Mas qual é o drama das autocitações? É prática nova na ciência? Infelizmente, não há novidade.

A má conduta científica (uma forma mais amenizada e com menos retórica do que fraude científica) está no auge e com a covid-19 bateu no fundo, vivendo ainda hoje a avalanche de retractions (retirada do valor científico de um artigo) compiladas na Retraction Watch Database. Infelizmente será a ponta do icebergue.

O que nos deve preocupar é que são poucos aqueles que conseguem interpretar a própria ciência, o que significa o conteúdo de um curriculum académico-científico ou de um artigo científico. É, portanto, necessário, ensinar uma boa dose de ciência, nomeadamente de bibliometria e de integridade científica. Caso contrário, valorizam-se as métricas – que são muitas vezes manipuladas.

A bibliometria é uma área de estudo que aplica métodos quantitativos e estatísticos para analisar publicações científicas. Entre as plataformas mais conceituadas estão a Web of Science e a Scopus.

Por outro lado, a integridade na ciência tem de ser cultivada nas universidades enquanto expoente máximo do conhecimento e iniciada desde os primeiros anos de formação académica. Esta refere-se aos princípios éticos e padrões de conduta que orientam a prática científica e é largamente influenciada pelo ambiente ensino-aprendizagem-avaliação. Mantê-la é fundamental para assegurar os valores da ciência como a honestidade, confiabilidade, respeito e a responsabilidade.

É com pesar que vemos que hoje é fácil construir um curriculum científico – e muitas empresas já se dedicam a prestar esse serviço, como são o caso das revistas e os congressos predadores. Portanto, é fácil atirar areia para os olhos dos avaliadores com a bibliometria, conseguindo-se cargos de relevo. E mais insólito é que já se pode comprar autorias em artigos em áreas científicas para as quais não se tem qualquer relação de conhecimento. É pagar e consegue-se. Índices como o Fator de Impacto de revistas científicas e o Índice H, que é largamente inflacionado pelas autocitações, são exemplos de métricas que não refletem tudo.

Falta literacia para perceber que estamos perante uma produção científica intencionalmente fabricada, falsificada ou plagiada (conhecida pela sigla FFP em inglês).

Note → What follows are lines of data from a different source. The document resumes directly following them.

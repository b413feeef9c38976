use super::OrderBy;
use crate::builder::QueryBuilder;
use crate::error::SqlResult;
use crate::fragment::{Arg, Fragment, Parens, fmt_args, write_args};
use std::fmt;

/// Window specification: `OVER (PARTITION BY .. ORDER BY ..)`.
#[derive(Debug, Clone, Default)]
pub struct Over {
    partition_by: Vec<Arg>,
    order_by: OrderBy,
}

impl Over {
    pub fn new() -> Self {
        Self::default()
    }

    pub fn partition_by(&mut self, value: impl Into<Arg>) -> &mut Self {
        self.partition_by.push(value.into());
        self
    }

    pub fn order_by(&mut self) -> &mut OrderBy {
        &mut self.order_by
    }
}

impl Fragment for Over {
    fn compile(&self, b: &mut QueryBuilder<'_>) -> SqlResult<()> {
        b.write("OVER (");
        if !self.partition_by.is_empty() {
            b.write("PARTITION BY ");
            write_args(b, &self.partition_by, ", ", Parens::SubQuery)?;
            if !self.order_by.is_empty() {
                b.write(" ");
            }
        }
        if !self.order_by.is_empty() {
            self.order_by.compile(b)?;
        }
        b.write(")");
        Ok(())
    }
}

impl fmt::Display for Over {
    fn fmt(&self, f: &mut fmt::Formatter<'_>) -> fmt::Result {
        f.write_str("OVER (")?;
        if !self.partition_by.is_empty() {
            f.write_str("PARTITION BY ")?;
            fmt_args(f, &self.partition_by, ", ")?;
            if !self.order_by.is_empty() {
                f.write_str(" ")?;
            }
        }
        if !self.order_by.is_empty() {
            write!(f, "{}", self.order_by)?;
        }
        f.write_str(")")
    }
}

Mas podemos fugir da bibliometria? Não podemos! Se, por um lado, existe uma enorme pressure to publish, por outro lado, quem avalia o ensino superior e as unidades de investigação pouco sabe do que significam as entrelinhas. Felizmente muitos investigadores fazem ciência pela boa ciência, livres de pressões. Mas são geradas injustiças quando se comparam os currículos baseados em métricas. “Nem tudo o que pode ser contado conta, e nem tudo o que conta pode ser contado” – frase atribuída a Albert Einstein.

Mas devemos deitar fora a bibliometria? Não, porque fornece ferramentas valiosas para medir e avaliar a qualidade da produção científica, enquanto a integridade assegura que essa produção seja confiável e ética. Juntos, esses elementos ajudam a promover uma ciência robusta, transparente e respeitável.

Tem de ser combatida a cultura do publish or perish (isto é, publicar ou perecer) intrínseca à pressão intensa sobre os investigadores, que os leva a evoluir para os caminhos da “ciência rápida”, com consequente impacto significativo na forma como é conduzida, avaliada e percebida. Atribuir a menores de idade a autoria de artigos científicos é afundar a verdade científica, mas é já a estratégia de alguns familiares para que os seus descendentes tenham maior sucesso na hora de ingressarem numa universidade ou mercado profissional.

O segredo é ser genuíno e honesto no que se descobre e escreve.